Her second album, also self-titled, was recorded with leading session musicians including Lowell George, Spooner Oldham, Pete Kleinow, Lee Sklar and others, and was released by Reprise Records in 1972. The producer was Larry Marks, whose songwriting partner Doug Tibbles married Keith in 1973. The album contained a cover of Bob Dylan's "All Along the Watchtower" – released as a single – along with self-penned songs including "Free the People", also issued as a single and later recorded by Delaney and Bonnie, Barbra Streisand, Sherbet and others; "The Bramble and the Rose", covered by Patty Loveless; and "Detroit or Buffalo", recorded by Melanie. Reviewer Ronnie Lankford described the album as "a fine effort highlighted by great writing and solid production", performed by "an expressive, soulful singer". Keith later said: "Somehow, even though there were some great studio musicians on that album... it didn't feel like ME completely yet, and so we gave back the album advance money and quit." As a result, Warner/Reprise failed to promote the record and it was quickly withdrawn.

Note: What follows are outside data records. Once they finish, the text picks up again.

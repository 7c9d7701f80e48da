use clap::Parser;
use std::path::PathBuf;

use crate::model::ModelIdentifier;

#[derive(Parser, Debug)]
#[command(author, version, about)]
pub struct Cli {
    /// Input .json area cost-model description
    pub input: PathBuf,
    /// Short model identifier (e.g. "asap7"), used to name the generated
    /// estimator and its registry entry
    #[arg(long, value_parser = parse_model_name)]
    pub model_name: ModelIdentifier,
}

/// Identifier-safety is a usage concern, so let clap report violations.
fn parse_model_name(raw: &str) -> Result<ModelIdentifier, String> {
    ModelIdentifier::new(raw).map_err(|e| e.to_string())
}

Keith and Tibbles continued to write and perform together, while withdrawing from the music scene into family life in Massachusetts. Their song "A Stone's Throw Away" from her second solo album was recorded by The Dillards in 1975, and by Valerie Carter in 1977. "Pride of Franklin County" was recorded by Tanya Tucker in 1976.

==The Stone Coyotes==

In the 1990s, Barbara Keith and Doug Tibbles formed The Stone Coyotes, with Tibbles' son (Keith's stepson) John Tibbles, and began playing occasional gigs and recording. Keith plays electric guitar and sings, Doug Tibbles plays drums, and John plays bass. When playing at the Troubadour in Los Angeles, they were seen by writer Elmore Leonard, who used them as the model for the band in his 1999 novel Be Cool. The band continued to perform and record for many years. Doug Tibbles died on April 12, 2023.

==Discography==

===Albums===
====Kangaroo====
The band Kangaroo released one self-titled album on MGM Records in 1968.
1. "Such a Long Long Time" (Hall) (2:15)
2. "You're Trying to Be a Woman" (Hall) (2:19)
3. "Daydream Stallion" (Keith) (3:56)
4. "Make Some Room in Your Life" (Hall) (2:42)
5. "Frog Giggin" (Smart) (4:23)
6. "You Can't Do This to Me" (Hall) (3:47)
7. "If You Got Some Love in Mind" (Hall) (2:42)
8. "I Never Tell me Twice" (Hall) (2:25)
9. "Tweed's Chicken Inn" (Smart) (3:03)
10. "Happy Man" (Speleos) (3:07)
11. "The Only Thing I Had" (Keith) (4:05)
12. "Maybe Tomorrow" (Hall) (2:15)

====Barbara Keith====
1969, Verve Records; produced by Peter Asher. All tracks written by Keith except where stated.
1. "Ferris Wheel"
2. "Walk a Little Closer" (Gutcheon)
3. "To See the Morning Gone"
4. "Stranger Song"
5. "Midnight Vow"
6. "My Easy Days"
7. "Ones who Really Care"
8. "Lullaby"
9. "As if you Were my Own"
10. "Tie Me Down"
11. "Blue Eyed Boy"
12. "Big Black Deep"

====Barbara Keith====
1972, Reprise Records All tracks written by Keith except where stated.
1. "All Along the Watchtower" (Bob Dylan) (3:23)
2. "Rolling Water" (3:09)
3. "The Bramble and the Rose" (2:49)
4. "Burn the Midnight Oil No More" (3:03)
5. "Free the People" (3:49)
6. "Detroit or Buffalo" (4:29)
7. "The Road I Took to You" (3:17)
8. "Shining All Along" (3:04)
9. "Rainy Nights Are All the Same" (3:21)
10. "A Stone's Throw Away" (Keith, Tibbles) (4:43)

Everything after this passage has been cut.